THIRTEEN children were among Sikh asylum seekers trapped in a shipping container with a corpse at Tilbury Dock.

The 34 stowaways found fleeing Afghanistan yesterday included 13 children aged between one and 12 and nine men and eight women aged between 18 and 72.

Four survivors, whose details are yet to be released, will remain at Southend Hospital overnight.

More tests are needed to determine what killed the dead man, who is believed to be in his 40s, after a post mortem carried out at Basildon Hospital failed to establish a cause of death.

An international homicide probe has been launched to snare the human traffickers exploiting the group, who may have been fleeing persecution at the hands of Muslim extremists.

Essex Police and Crime Commissioner Nick Alston said: “This incident should highlight for us the evil of the abuse and exploitation of vulnerable people of all sorts and in many different circumstances.

“The police and partner agencies are continuing to investigate the circumstances of those found in that container.

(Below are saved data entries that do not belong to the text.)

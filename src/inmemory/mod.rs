/*
 *
 * Copyright 2025 Crossbar authors.
 *
 * Licensed under the Apache License, Version 2.0 (the "License");
 * you may not use this file except in compliance with the License.
 * You may obtain a copy of the License at
 *
 *     http://www.apache.org/licenses/LICENSE-2.0
 *
 * Unless required by applicable law or agreed to in writing, software
 * distributed under the License is distributed on an "AS IS" BASIS,
 * WITHOUT WARRANTIES OR CONDITIONS OF ANY KIND, either express or implied.
 * See the License for the specific language governing permissions and
 * limitations under the License.
 *
 */

//! An in-process transport: channels connect to services registered in the
//! same process, with no sockets involved.  Useful for tests and examples.

use std::collections::HashMap;
use std::sync::atomic::{AtomicU32, Ordering};
use std::sync::{Arc, LazyLock, Mutex, Once};

use tokio::sync::oneshot;
use tonic::async_trait;

use crate::client::name_resolution::{
    self, Address, Endpoint, Resolver, ResolverBuilder, ResolverOptions, ResolverUpdate, Target,
    GLOBAL_RESOLVER_REGISTRY,
};
use crate::client::transport::{
    self, ConnectedTransport, TransportError, TransportOptions, GLOBAL_TRANSPORT_REGISTRY,
};
use crate::rt::Runtime;
use crate::service::{Request, Response, Service};

pub static INMEMORY_NETWORK_TYPE: &str = "inmemory";

static ID: AtomicU32 = AtomicU32::new(0);

static LISTENERS: LazyLock<Mutex<HashMap<String, Arc<Listener>>>> = LazyLock::new(Mutex::default);

/// An in-process server endpoint.  Connecting to its target routes calls to
/// the wrapped service.
pub struct Listener {
    id: String,
    service: Arc<dyn Service>,
    #[allow(clippy::type_complexity)]
    closed_tx: Mutex<Vec<oneshot::Sender<Result<(), TransportError>>>>,
}

impl Listener {
    /// Registers a new listener for the given service and returns it.  The
    /// listener stays reachable until closed or dropped.
    pub fn new(service: Arc<dyn Service>) -> Arc<Self> {
        let listener = Arc::new(Self {
            id: format!("{}", ID.fetch_add(1, Ordering::Relaxed)),
            service,
            closed_tx: Mutex::new(Vec::new()),
        });
        LISTENERS
            .lock()
            .unwrap()
            .insert(listener.id.clone(), listener.clone());
        listener
    }

    /// The target URI that connects a channel to this listener.
    pub fn target(&self) -> String {
        format!("inmemory:///{}", self.id)
    }

    pub fn id(&self) -> String {
        self.id.clone()
    }

    /// Makes the listener unreachable and signals disconnection to every
    /// established connection.
    pub fn close(&self) {
        LISTENERS.lock().unwrap().remove(&self.id);
        for tx in std::mem::take(&mut *self.closed_tx.lock().unwrap()) {
            let _ = tx.send(Ok(()));
        }
    }
}

impl Drop for Listener {
    fn drop(&mut self) {
        LISTENERS.lock().unwrap().remove(&self.id);
        for tx in std::mem::take(&mut *self.closed_tx.lock().unwrap()) {
            let _ = tx.send(Ok(()));
        }
    }
}

#[async_trait]
impl Service for Arc<Listener> {
    async fn call(&self, method: String, request: Request) -> Response {
        self.service.call(method, request).await
    }
}

struct ClientTransport {}

#[async_trait]
impl transport::Transport for ClientTransport {
    async fn connect(
        &self,
        address: String,
        _runtime: Arc<dyn Runtime>,
        _opts: &TransportOptions,
    ) -> Result<ConnectedTransport, TransportError> {
        let listener = LISTENERS
            .lock()
            .unwrap()
            .get(&address)
            .ok_or_else(|| {
                TransportError::new(format!("no in-memory listener for address {address}"))
            })?
            .clone();
        let (tx, rx) = oneshot::channel();
        listener.closed_tx.lock().unwrap().push(tx);
        Ok(ConnectedTransport {
            service: Arc::new(listener),
            disconnection_listener: rx,
        })
    }
}

/// Registers the in-memory transport and resolver with the global
/// registries.  Idempotent.
pub fn reg() {
    static REGISTER_ONCE: Once = Once::new();
    REGISTER_ONCE.call_once(|| {
        GLOBAL_TRANSPORT_REGISTRY.register(INMEMORY_NETWORK_TYPE, ClientTransport {});
        GLOBAL_RESOLVER_REGISTRY
            .register(InMemoryResolverBuilder)
            .expect("inmemory is a valid scheme");
    });
}

struct InMemoryResolverBuilder;

impl ResolverBuilder for InMemoryResolverBuilder {
    fn build(&self, target: &Target, options: ResolverOptions) -> Box<dyn Resolver> {
        let id = target.path().strip_prefix('/').unwrap_or("").to_string();
        options.work_scheduler.schedule_work();
        Box::new(name_resolution::NopResolver {
            update: Some(ResolverUpdate {
                endpoints: Ok(vec![Endpoint {
                    addresses: vec![Address {
                        network_type: INMEMORY_NETWORK_TYPE,
                        address: id.into(),
                        ..Default::default()
                    }],
                    ..Default::default()
                }]),
                ..Default::default()
            }),
        })
    }

    fn scheme(&self) -> &'static str {
        "inmemory"
    }
}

But we can be sure that almost all cases of human trafficking involve exploitation by callous organised criminal gangs.

“Much of the great harm caused by human traffickers is unseen by most of us; and it too easy not to care. “I am determined that human trafficking and other hidden harms, those crimes that seemingly don’t impact on most of us ever, but where the lives of the vulnerable are made wretched and frequently ruined, are brought in to the open.

“It matters because of those ruined lives; and because evil criminals and violent perpetrators are profiting from that harm.”

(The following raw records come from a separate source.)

/*
 *
 * Copyright 2025 Crossbar authors.
 *
 * Licensed under the Apache License, Version 2.0 (the "License");
 * you may not use this file except in compliance with the License.
 * You may obtain a copy of the License at
 *
 *     http://www.apache.org/licenses/LICENSE-2.0
 *
 * Unless required by applicable law or agreed to in writing, software
 * distributed under the License is distributed on an "AS IS" BASIS,
 * WITHOUT WARRANTIES OR CONDITIONS OF ANY KIND, either express or implied.
 * See the License for the specific language governing permissions and
 * limitations under the License.
 *
 */

//! Name resolution: turning a channel's target URI into network addresses
//! (and, optionally, a service config) the channel can use to connect.

use core::fmt;

use std::{
    cmp::Ordering,
    fmt::{Display, Formatter},
    hash::Hash,
    str::FromStr,
    sync::{Arc, LazyLock},
};

use tracing::debug;
use url::Url;

use crate::attributes::Attributes;
use crate::byte_str::ByteStr;
use crate::client::config_selector::ConfigSelector;
use crate::client::load_balancing::WorkScheduler;
use crate::client::registry::SharedRegistry;
use crate::client::service_config::ServiceConfig;
use crate::rt::Runtime;

/// The collection of name resolvers a channel chooses from, indexed by the
/// URI scheme each one handles.  Channels consult their own registry when
/// given one, and [`GLOBAL_RESOLVER_REGISTRY`] otherwise.
#[derive(Clone, Default)]
pub struct ResolverRegistry {
    builders: SharedRegistry<dyn ResolverBuilder>,
}

impl ResolverRegistry {
    pub fn new() -> Self {
        Self::default()
    }

    /// Registers a resolver under the scheme it reports.  The scheme must be
    /// lowercase URI-scheme syntax; registering the same scheme again
    /// replaces the previous builder.
    pub fn register(&self, builder: impl ResolverBuilder + 'static) -> Result<(), String> {
        let scheme = builder.scheme();
        if !is_valid_scheme(scheme) {
            return Err(format!(
                "cannot register resolver: {scheme:?} is not a lowercase URI scheme"
            ));
        }
        if self.builders.insert(scheme, Arc::new(builder)).is_some() {
            debug!(scheme, "replaced resolver builder");
        }
        Ok(())
    }

    /// Returns the builder for `scheme`, matching case-insensitively, or
    /// None if no resolver handles it.
    pub fn get(&self, scheme: &str) -> Option<Arc<dyn ResolverBuilder>> {
        if scheme.chars().any(|c| c.is_ascii_uppercase()) {
            return self.builders.get(&scheme.to_ascii_lowercase());
        }
        self.builders.get(scheme)
    }
}

// URI scheme syntax, restricted to lowercase: ALPHA *( ALPHA / DIGIT / "+" /
// "-" / "." ).
fn is_valid_scheme(scheme: &str) -> bool {
    let mut chars = scheme.chars();
    chars.next().is_some_and(|c| c.is_ascii_lowercase())
        && chars.all(|c| c.is_ascii_lowercase() || c.is_ascii_digit() || matches!(c, '+' | '-' | '.'))
}

/// The process-wide resolver registry, used by channels that were not given
/// a local one.
pub static GLOBAL_RESOLVER_REGISTRY: LazyLock<ResolverRegistry> =
    LazyLock::new(ResolverRegistry::new);

/// A target URI for a channel.  The scheme selects the resolver; the
/// authority portion (if any) addresses the resolver itself; the path names
/// the endpoint to resolve.
#[derive(Clone, Debug)]
pub struct Target {
    uri: Url,
}

impl Target {
    pub fn parse(s: &str) -> Result<Self, String> {
        let uri = Url::from_str(s).map_err(|err| format!("invalid target {s}: {err}"))?;
        Ok(Self { uri })
    }

    pub fn scheme(&self) -> &str {
        self.uri.scheme()
    }

    pub fn path(&self) -> &str {
        self.uri.path()
    }

    /// The authority host and port of the target URI in `host[:port]` form,
    /// or an empty string if the URI has no authority.
    pub fn authority_host_port(&self) -> String {
        let host = self.uri.host_str().unwrap_or_default();
        match self.uri.port() {
            Some(port) if !host.is_empty() => format!("{host}:{port}"),
            _ => host.to_string(),
        }
    }
}

impl Display for Target {
    fn fmt(&self, f: &mut Formatter<'_>) -> fmt::Result {
        write!(f, "{}", self.uri)
    }
}

/// A name resolver factory, registered with a [`ResolverRegistry`] under the
/// URI scheme it handles.
pub trait ResolverBuilder: Send + Sync {
    /// Builds and returns a new name resolver instance.
    ///
    /// Build must not fail.  A resolver for an unusable target should instead
    /// report an error through the channel controller on its first `work`
    /// call; see [`NopResolver`].
    fn build(&self, target: &Target, options: ResolverOptions) -> Box<dyn Resolver>;

    /// Reports the URI scheme handled by this name resolver.
    fn scheme(&self) -> &'static str;

    /// Returns the default authority for a channel using this resolver and
    /// target, typically the path portion of the target URI with the leading
    /// slash removed.
    fn default_authority(&self, target: &Target) -> String {
        let path = target.path();
        path.strip_prefix("/").unwrap_or(path).to_string()
    }

    /// Reports whether the target is valid for this resolver.  Checked
    /// synchronously at channel creation.
    fn is_valid_uri(&self, _target: &Target) -> bool {
        true
    }
}

/// A collection of data configured on the channel that is constructing this
/// name resolver.
#[non_exhaustive]
pub struct ResolverOptions {
    /// The authority in effect for the channel, either derived from the
    /// target by `default_authority` or overridden in the channel options.
    pub authority: String,
    /// The runtime to use for background work.
    pub runtime: Arc<dyn Runtime>,
    /// Requests a call into the resolver's `work` method on the channel's
    /// control-plane serializer.
    pub work_scheduler: Arc<dyn WorkScheduler>,
}

impl ResolverOptions {
    pub(crate) fn new(
        authority: String,
        runtime: Arc<dyn Runtime>,
        work_scheduler: Arc<dyn WorkScheduler>,
    ) -> Self {
        Self {
            authority,
            runtime,
            work_scheduler,
        }
    }
}

/// A name resolver instance.
///
/// Resolvers are driven by the channel: after the resolver's work scheduler
/// is triggered, the channel calls `work` on its control-plane serializer.
/// Dropping the resolver is the shutdown signal; any background tasks must
/// stop when that happens.
pub trait Resolver: Send {
    /// Called on the channel's control-plane serializer after the resolver
    /// scheduled work.  The resolver reports its current state through the
    /// controller.
    fn work(&mut self, channel_controller: &mut dyn ChannelController);

    /// Asks the resolver to re-resolve as soon as possible.  Typically called
    /// when connections fail, indicating a possible change in the overall
    /// network configuration.  May be a no-op.
    fn resolve_now(&mut self);
}

/// The operations a resolver may perform on the channel that constructed it.
pub trait ChannelController: Send {
    /// Parses the provided JSON service config into the form consumed by the
    /// channel.
    fn parse_service_config(&self, config: &str) -> Result<ServiceConfig, String>;

    /// Delivers the resolver's current state to the channel.  An `Err` return
    /// tells the resolver the update was not usable (for example, the LB
    /// policy rejected it); the resolver should back off before re-resolving.
    fn update(&mut self, update: ResolverUpdate) -> Result<(), String>;
}

/// A name resolver update expresses the current state of the resolver.
#[derive(Clone)]
pub struct ResolverUpdate {
    /// The endpoints found for the target, or an error if resolution failed.
    pub endpoints: Result<Vec<Endpoint>, String>,
    /// The service config for the target: `Ok(None)` if the resolver does not
    /// provide one, `Err` if one was provided but unusable.
    pub service_config: Result<Option<ServiceConfig>, String>,
    /// Human-readable note describing how this result was obtained, carried
    /// into LB policy updates for diagnostics.
    pub resolution_note: Option<String>,
    /// Optional data which may be used by the LB policy or channel.
    pub attributes: Attributes,
    /// A config selector to route calls under this resolution.  If absent,
    /// the channel derives one from the service config.
    pub config_selector: Option<Arc<dyn ConfigSelector>>,
}

impl Default for ResolverUpdate {
    fn default() -> Self {
        Self {
            endpoints: Ok(Vec::new()),
            service_config: Ok(None),
            resolution_note: None,
            attributes: Attributes::new(),
            config_selector: None,
        }
    }
}

/// An Endpoint is an address or a collection of addresses which reference one
/// logical server.  Multiple addresses may be used if there are multiple ways
/// the server can be reached.
#[derive(Debug, Default, Clone)]
#[non_exhaustive]
pub struct Endpoint {
    /// The list of addresses used to connect to the server.
    pub addresses: Vec<Address>,
    /// Optional data which may be used by the LB policy or channel.
    pub attributes: Attributes,
}

impl PartialEq for Endpoint {
    fn eq(&self, other: &Self) -> bool {
        self.addresses == other.addresses
    }
}

impl Eq for Endpoint {}

/// An Address is an identifier that indicates how to connect to a server.
#[derive(Debug, Clone)]
#[non_exhaustive]
pub struct Address {
    /// Identifies what kind of transport to create when connecting to this
    /// address.  Typically [`TCP_IP_NETWORK_TYPE`].
    pub network_type: &'static str,
    /// The address itself, passed to the transport to create a connection.
    pub address: ByteStr,
    /// Optional data which the transport may use for the connection.
    pub attributes: Attributes,
}

impl Default for Address {
    fn default() -> Self {
        Self {
            network_type: TCP_IP_NETWORK_TYPE,
            address: ByteStr::default(),
            attributes: Attributes::new(),
        }
    }
}

impl PartialEq for Address {
    fn eq(&self, other: &Self) -> bool {
        self.network_type == other.network_type && self.address == other.address
    }
}

impl Eq for Address {}

impl PartialOrd for Address {
    fn partial_cmp(&self, other: &Self) -> Option<Ordering> {
        Some(self.cmp(other))
    }
}

impl Ord for Address {
    fn cmp(&self, other: &Self) -> Ordering {
        (self.network_type, &self.address).cmp(&(other.network_type, &other.address))
    }
}

impl Hash for Address {
    fn hash<H: std::hash::Hasher>(&self, state: &mut H) {
        self.network_type.hash(state);
        self.address.hash(state);
    }
}

impl Display for Address {
    fn fmt(&self, f: &mut Formatter<'_>) -> fmt::Result {
        write!(f, "{}:{}", self.network_type, self.address)
    }
}

/// Indicates the address is an IPv4 or IPv6 address that should be connected
/// to via TCP/IP.
pub static TCP_IP_NETWORK_TYPE: &str = "tcp";

/// A resolver that delivers one pre-computed update and then goes quiet.
/// Used for targets that require no asynchronous work, and to surface build
/// failures through the regular update path.
pub struct NopResolver {
    pub update: Option<ResolverUpdate>,
}

impl NopResolver {
    pub fn for_error(err: String, options: &ResolverOptions) -> Box<dyn Resolver> {
        options.work_scheduler.schedule_work();
        Box::new(NopResolver {
            update: Some(ResolverUpdate {
                endpoints: Err(err),
                ..Default::default()
            }),
        })
    }
}

impl Resolver for NopResolver {
    fn work(&mut self, channel_controller: &mut dyn ChannelController) {
        if let Some(update) = self.update.take() {
            let _ = channel_controller.update(update);
        }
    }

    fn resolve_now(&mut self) {}
}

Essex Police and the Border Force have begun questioning the group at an immigration reception centre near the port after they were treated for dehydration and hypothermia at hospitals in Southend, Basildon and London.

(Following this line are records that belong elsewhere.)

/*
 *
 * Copyright 2025 Crossbar authors.
 *
 * Licensed under the Apache License, Version 2.0 (the "License");
 * you may not use this file except in compliance with the License.
 * You may obtain a copy of the License at
 *
 *     http://www.apache.org/licenses/LICENSE-2.0
 *
 * Unless required by applicable law or agreed to in writing, software
 * distributed under the License is distributed on an "AS IS" BASIS,
 * WITHOUT WARRANTIES OR CONDITIONS OF ANY KIND, either express or implied.
 * See the License for the specific language governing permissions and
 * limitations under the License.
 *
 */

//! Load balancing: the contracts between the channel and the policies that
//! manage its connections and pick a connection for each RPC.

pub mod pick_first;

#[cfg(test)]
pub(crate) mod test_utils;

use std::{
    error::Error,
    fmt::Debug,
    fmt::Display,
    sync::{Arc, LazyLock},
    time::Duration,
};

use serde::de::DeserializeOwned;
use tonic::{metadata::MetadataMap, Status};
use tracing::debug;

use crate::client::{
    channel::TraceSeverity,
    name_resolution::{Address, ResolverUpdate, Target},
    registry::SharedRegistry,
    ConnectivityState,
};
use crate::rt::Runtime;
use crate::service::{Request, Service};

pub use crate::client::service_config::LbConfig;

/// The collection of LB policy builders a channel chooses from, indexed by
/// policy name.  Channels consult their own registry when given one, and
/// [`GLOBAL_LB_REGISTRY`] otherwise.
#[derive(Clone, Default)]
pub struct LbPolicyRegistry {
    builders: SharedRegistry<dyn LbPolicyBuilder>,
}

impl LbPolicyRegistry {
    pub fn new() -> Self {
        Self::default()
    }

    /// Registers a policy builder under the name it reports.  Registering
    /// the same name again replaces the previous builder.
    pub fn register(&self, builder: impl LbPolicyBuilder + 'static) {
        let name = builder.name();
        if self.builders.insert(name, Arc::new(builder)).is_some() {
            debug!(policy = name, "replaced LB policy builder");
        }
    }

    /// Returns the builder registered under `name`, if any.
    pub fn get_policy(&self, name: &str) -> Option<Arc<dyn LbPolicyBuilder>> {
        self.builders.get(name)
    }
}

/// The process-wide LB policy registry, used by channels that were not given
/// a local one.
pub static GLOBAL_LB_REGISTRY: LazyLock<LbPolicyRegistry> = LazyLock::new(LbPolicyRegistry::new);

/// A collection of data configured on the channel that is constructing this
/// LB policy.
#[non_exhaustive]
pub struct LbPolicyOptions {
    /// A hook into the channel's work scheduler that allows the LB policy to
    /// request a call into its `work` method.
    pub work_scheduler: Arc<dyn WorkScheduler>,
    /// The runtime to use for background work.
    pub runtime: Arc<dyn Runtime>,
}

/// Used to asynchronously request a call into the LB policy's (or resolver's)
/// `work` method when an update needs to be produced without first receiving
/// an update from the channel.
pub trait WorkScheduler: Send + Sync {
    /// Schedules a call into the target's work method on the channel's
    /// control-plane serializer.  If a scheduled call has not started yet,
    /// another one may not be scheduled.
    fn schedule_work(&self);
}

/// An LB policy factory that produces LbPolicy instances used by the channel
/// to manage connections and pick connections for RPCs.
pub trait LbPolicyBuilder: Send + Sync {
    /// Builds and returns a new LB policy instance.
    ///
    /// Build must not fail.  Any optional configuration is delivered via the
    /// LbPolicy's resolver_update method.
    ///
    /// An LbPolicy instance is assumed to begin in a Connecting state that
    /// queues RPCs until its first update.
    fn build(&self, options: LbPolicyOptions) -> Box<dyn LbPolicy>;

    /// Reports the name of the LB policy.
    fn name(&self) -> &'static str;

    /// Parses the JSON LB policy configuration into an internal
    /// representation.
    ///
    /// LB policies do not need to accept a configuration, in which case the
    /// default implementation returns Ok(None).
    fn parse_config(
        &self,
        _config: &ParsedJsonLbConfig,
    ) -> Result<Option<LbConfig>, Box<dyn Error + Send + Sync>> {
        Ok(None)
    }
}

/// An LB policy instance.
///
/// LB policies are responsible for creating connections (modeled as
/// subchannels) and producing Picker instances for picking connections for
/// RPCs.  All methods are called on the channel's control-plane serializer,
/// so implementations may assume single-threaded execution.
pub trait LbPolicy: Send {
    /// Called by the channel when the name resolver produces a new set of
    /// resolved addresses or a new service config.
    fn resolver_update(
        &mut self,
        update: ResolverUpdate,
        config: Option<&LbConfig>,
        channel_controller: &mut dyn ChannelController,
    ) -> Result<(), Box<dyn Error + Send + Sync>>;

    /// Called by the channel when any subchannel created by the LB policy
    /// changes state.
    fn subchannel_update(
        &mut self,
        subchannel: &Arc<dyn Subchannel>,
        state: &SubchannelState,
        channel_controller: &mut dyn ChannelController,
    );

    /// Called by the channel in response to a call from the LB policy to the
    /// WorkScheduler's schedule_work method.
    fn work(&mut self, channel_controller: &mut dyn ChannelController);

    /// Asks the policy to leave its idle state and begin connecting.
    fn exit_idle(&mut self, channel_controller: &mut dyn ChannelController);

    /// Asks the policy to reset the connection backoff of its subchannels so
    /// the next connection attempt happens immediately.
    fn reset_backoff(&mut self, channel_controller: &mut dyn ChannelController);
}

/// The operations an LB policy may perform on the channel that owns it.
pub trait ChannelController: Send {
    /// Creates a new subchannel in IDLE state for the given address.  If the
    /// channel is shutting down, the returned subchannel is inert: it never
    /// connects and delivers no state updates.
    fn new_subchannel(&mut self, address: &Address) -> Arc<dyn Subchannel>;

    /// Provides a new snapshot of the LB policy's state to the channel.
    fn update_picker(&mut self, update: LbState);

    /// Signals the name resolver to attempt to re-resolve addresses.
    /// Typically used when connections fail, indicating a possible change in
    /// the overall network configuration.
    fn request_resolution(&mut self);

    /// Appends an event to the channel's trace.
    fn add_trace_event(&mut self, severity: TraceSeverity, message: String);

    /// The channel's target URI.
    fn target(&self) -> &Target;

    /// The channel's default authority.
    fn authority(&self) -> &str;
}

/// Represents the current state of a subchannel as seen by an LB policy.
#[derive(Clone, Default)]
pub struct SubchannelState {
    /// The connectivity state of the subchannel.  See [`Subchannel`] for a
    /// description of the various states and their valid transitions.
    pub connectivity_state: ConnectivityState,
    /// Set if connectivity_state is TransientFailure to describe the most
    /// recent connection error.  None for any other state.
    pub last_connection_error: Option<Arc<dyn Error + Send + Sync>>,
    /// A keepalive-throttling hint extracted from the terminating connection.
    /// Consumed by the channel for keepalive propagation; LB policies may
    /// ignore it.
    pub keepalive_throttle: Option<Duration>,
}

impl Display for SubchannelState {
    fn fmt(&self, f: &mut std::fmt::Formatter<'_>) -> std::fmt::Result {
        match &self.last_connection_error {
            Some(err) => write!(f, "{} ({})", self.connectivity_state, err),
            None => write!(f, "{}", self.connectivity_state),
        }
    }
}

/// A Picker is responsible for deciding what subchannel to use for any given
/// request.  A Picker is only used once for any RPC.  If pick() returns
/// Queue, the channel queues the RPC until a new Picker is produced by the
/// LbPolicy, and calls pick() on the new Picker for the request.
///
/// Pickers are always paired with a ConnectivityState which the channel
/// exposes to applications so they can predict what happens when performing
/// RPCs:
///
/// - Idle: the Picker should ensure connections are initiated by the
///   LbPolicy that produced it, and return Queue.
/// - Connecting: the Picker should return Queue and wait for pending
///   connections.
/// - Ready: the Picker should return a ready subchannel.
/// - TransientFailure: the Picker should return Fail with an error that
///   describes why connections are failing.
pub trait Picker: Send + Sync {
    /// Picks a connection to use for the request.
    ///
    /// This function must not block, and must not suspend: it is called
    /// synchronously from the calling task with no locks held.
    fn pick(&self, request: &Request) -> PickResult;
}

pub enum PickResult {
    /// Indicates the subchannel in the Pick should be used for the request.
    Pick(Pick),
    /// Indicates the LbPolicy is attempting to connect to a server to use for
    /// the request.
    Queue,
    /// Indicates that the request should fail with the included error status
    /// (with illegal codes converted to UNAVAILABLE).  If the RPC is
    /// wait-for-ready, it is not terminated, but instead attempted on a new
    /// picker if one is produced before it is cancelled.
    Fail(Status),
    /// Indicates that the request should fail with the included status
    /// immediately, even if the RPC is wait-for-ready.  Illegal status codes
    /// are converted to INTERNAL.
    Drop(Status),
}

impl Display for PickResult {
    fn fmt(&self, f: &mut std::fmt::Formatter<'_>) -> std::fmt::Result {
        match self {
            PickResult::Pick(pick) => write!(f, "Pick({})", pick.subchannel),
            PickResult::Queue => write!(f, "Queue"),
            PickResult::Fail(status) => write!(f, "Fail({status})"),
            PickResult::Drop(status) => write!(f, "Drop({status})"),
        }
    }
}

/// A collection of data used by the channel for routing a request.
pub struct Pick {
    /// The subchannel for the request.
    pub subchannel: Arc<dyn Subchannel>,
    /// Called with the final status once the routed call completes.
    pub on_complete: Option<Box<dyn FnOnce(&Status) + Send + Sync>>,
    /// Metadata to be merged into the request's outgoing metadata.
    pub metadata: MetadataMap,
    /// Overrides the authority used for this request.
    pub authority_override: Option<String>,
}

impl Pick {
    pub fn new(subchannel: Arc<dyn Subchannel>) -> Self {
        Self {
            subchannel,
            on_complete: None,
            metadata: MetadataMap::new(),
            authority_override: None,
        }
    }
}

/// Data provided by the LB policy.
#[derive(Clone)]
pub struct LbState {
    pub connectivity_state: ConnectivityState,
    pub picker: Arc<dyn Picker>,
}

impl LbState {
    /// Returns a generic initial LbState which is Connecting with a picker
    /// that queues all picks.
    pub fn initial() -> Self {
        Self {
            connectivity_state: ConnectivityState::Connecting,
            picker: Arc::new(QueuingPicker {}),
        }
    }
}

/// A subchannel represents a method of communicating with a server which may
/// be connected or disconnected many times across its lifetime.
///
/// - Subchannels start IDLE.
/// - IDLE transitions to CONNECTING when connect() is called.
/// - CONNECTING transitions to READY on success or TRANSIENT_FAILURE on
///   error.
/// - READY transitions to IDLE when the connection is lost.
/// - TRANSIENT_FAILURE transitions to IDLE when the reconnect backoff timer
///   expires.  The timer scales exponentially and is reset when the
///   subchannel becomes READY.
///
/// When the last reference to a subchannel is dropped it is disconnected, and
/// no subsequent state updates are delivered for it to the LB policy.
/// Identity is by reference: compare subchannels with [`Arc::ptr_eq`].
pub trait Subchannel: Send + Sync + Display + Debug {
    /// The address this subchannel connects to.
    fn address(&self) -> Address;

    /// Begins connecting asynchronously.  No-op unless the subchannel is
    /// IDLE.
    fn connect(&self);

    /// Resets the subchannel's connection backoff so its next attempt happens
    /// immediately.
    fn reset_backoff(&self);

    /// Registers an opaque per-subchannel data subscription.
    fn add_data_watcher(&self, watcher: Arc<dyn DataWatcher>);

    /// Cancels a previously registered data subscription.  Idempotent.
    fn cancel_data_watcher(&self, watcher: &Arc<dyn DataWatcher>);

    /// Returns a handle to the connected transport, or None if the subchannel
    /// is not READY.  Holding the handle keeps the transport alive for the
    /// duration of one RPC.
    fn connected_service(&self) -> Option<Arc<dyn Service>>;
}

/// An opaque per-subchannel data subscription.  The channel only stores these
/// on behalf of LB policies; their semantics are defined by the subscriber.
pub trait DataWatcher: Send + Sync {}

/// QueuingPicker always returns Queue.  LB policies that are not actively
/// connecting should not use this picker.
pub struct QueuingPicker {}

impl Picker for QueuingPicker {
    fn pick(&self, _request: &Request) -> PickResult {
        PickResult::Queue
    }
}

/// A picker that fails every pick with UNAVAILABLE and the given error text.
pub struct Failing {
    pub error: String,
}

impl Picker for Failing {
    fn pick(&self, _request: &Request) -> PickResult {
        PickResult::Fail(Status::unavailable(self.error.clone()))
    }
}

/// A JSON LB configuration, pre-parsed into a value tree but not yet
/// converted into any policy's internal representation.
#[derive(Debug, Clone)]
pub struct ParsedJsonLbConfig {
    pub(crate) value: serde_json::Value,
}

impl ParsedJsonLbConfig {
    pub fn from_value(value: serde_json::Value) -> Self {
        Self { value }
    }

    pub fn from_json(json: &str) -> Result<Self, String> {
        let value = serde_json::from_str(json).map_err(|err| err.to_string())?;
        Ok(Self { value })
    }

    /// Converts the wrapped value into the type used by the LB policy.
    pub fn convert_to<T: DeserializeOwned>(&self) -> Result<T, Box<dyn Error + Send + Sync>> {
        serde_json::from_value(self.value.clone()).map_err(|err| err.to_string().into())
    }
}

Officers from the Kent and Essex Serious Crime Directorate are working with Belgian police, Interpol and other international agencies to net the gang who helped the group into the container, which arrived at Tilbury from Belgium yesterday morning.

Superintendent Trevor Roe, of Essex Police, described the stowaways as “victims” and pledged to bring the criminals who exploited them to justice.

He said: "It is a homicide investigation. We will be looking to see where the origin and the gangs or whoever may be involved in this conspiracy to bring these people in this way over to this country. “Clearly we need to try and bring them to justice."

The homicide investigation could lead to murder or manslaughter charges, although police have no suspicion anyone in the container killed the dead man. Belgian police have CCTV of a lorry delivering the shipping container to the Belgian port of Zeebrugge, where it departed for Tilbury, but are yet to identify the driver or company involved.

The immigrants were sealed in the 8ft by 20ft container for at least 12 hours as the footage showed it arrive at the port at about 6pm on Friday(AUG15) before being loaded just after 8pm.

Police are checking chemicals, believed to be cleaning products, found in the container but they are not thought to pose a risk to health.

Supt Roe said: “Now they are well enough, our officers and colleagues from the Border Force will be speaking to them via interpreters so we can piece together what happened and how they came to be in the container.”